Eric BROGNIET, Sahariennes suivi de Célébration de la lumière, Al Manar 2015, 72 p., 15€.

Le poète de « Le feu gouverne » poursuit inlassablement sa radioscopie des éléments. Le désert, la lumière « noire », « la fournaise du ciel » sont des signes qui explorent cet univers de matières, dont il faut dire tout à la fois le peu, l’incision dans l’espace et la forme poétique choisie sert bien le propos.
« Sahariennes » propose une quarantaine de tercets d’une densité parfois glaçante, pour exprimer cette suspension des espaces pris sous la chape de la chaleur, les « empreintes des caravanes », comme les « graphies » d’éléments mobiles, chahutés par les simouns.
Les sizains (essentiellement) de « Célébration de la lumière » prennent davantage de temps pour dire aussi « l’air brûlé dans le bleu », les « sentiers pleins d’air », « « l’air où rien ne remue », ainsi que les « sables de lumière arasés ».
Un lyrisme mesuré ordonne cette seconde partie d’un livre soigné, qui offre, du désert, des palmes, et du parfum « des amandiers », et ce « noir soleil (qui) toujours nous tanne ».
Brogniet se livrerait-il, sous la métaphore ardente, à une forme de portrait ? Le dernier vers semble nous dire tout le remuement d’un sang qui sait aussi jouir de l’instant, de sa « belle ».

Philippe Leuckx
Association Royale des Écrivains et Artistes de Wallonie

Eric Brogniet, Sahariennes suivi de Célébration de la lumière, Al Manar

Deux suites, qui se répondent ou se font écho, composent ce recueil. La première se termine par ce vers “A la lumière du monde” qui annonce la seconde intitulée “Célébration de la lumière”. Les deux suites ont pour caractéristique de se situer dans le désert.
Je ne ferai pas au lecteur l’injure de citer le bas de la page 49 qui fait état des lieux où a été écrite la première suite ou l’ont inspirée. Je remarquerai seulement qu’elle est composée de quasi-haïkus, des tercets qui ne respectent pas la règle des 17 mores. Ces brefs poèmes sont tantôt descriptifs (“Empreinte des caravanes / Le pied du chameau / L’ornière des pneus”), tantôt interrogatifs (“Quelle présence / De spasme en spasme / Entre la stase et l’extase ?”), tantôt métaphysiques (“L’énonciation / Pas l’énoncé : / Transe thérapeutique”)… Évocation d’un univers où l’humain est réduit à l’état de traces…

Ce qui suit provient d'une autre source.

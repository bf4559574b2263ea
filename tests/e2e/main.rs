//! End-to-end scenarios against an in-process gateway and a mocked
//! downstream service.

mod billing_tests;
mod failure_tests;
mod transport_tests;

use bytes::Bytes;
use request_directory_catalog::Credits;
use serde_json::Value;

pub fn credits_of(value: &Value) -> Credits {
    value
        .as_f64()
        .and_then(Credits::from_f64)
        .unwrap_or_else(|| panic!("not an amount: {value}"))
}

pub fn png_bytes() -> Bytes {
    Bytes::from_static(b"\x89PNG\r\n\x1a\n e2e test image")
}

La seconde suite, “Célébration de la lumière”, est rédigée en poèmes brefs qui ne dépassent pas les dix vers (en deux quintils) ; deux, trois ou quatre distiques ou deux tercets pour les autres poèmes. Ces poèmes disent une vie intérieure qui débouche sur l’amour, une relation marquée par la plénitude alors que la précédente suite disait un paysage aride où le vide et le rien régnaient en maîtres. Mais de la première à la dernière page, Eric Brogniet évite la mièvrerie.  Peut-on pour autant parler d’expérience mystique ? Je ne sais pas trop ! La couleur réduite à l’air brûlé, le noir de la lumière sont le cadre de cet amour qui prend différentes formes : l’oasis, les nourritures terrestres (le lait de chamelle, les vins de palme, les raisins…) et l’on pense à ce vers de Paul Éluard (“Grandir est sans limites”, extrait de Le Visage de la Paix de 1951, avec vingt-neuf illustrations de Picasso) : les pierres parlent de l’aimée “croissante” et “qui grandit” avec le sang…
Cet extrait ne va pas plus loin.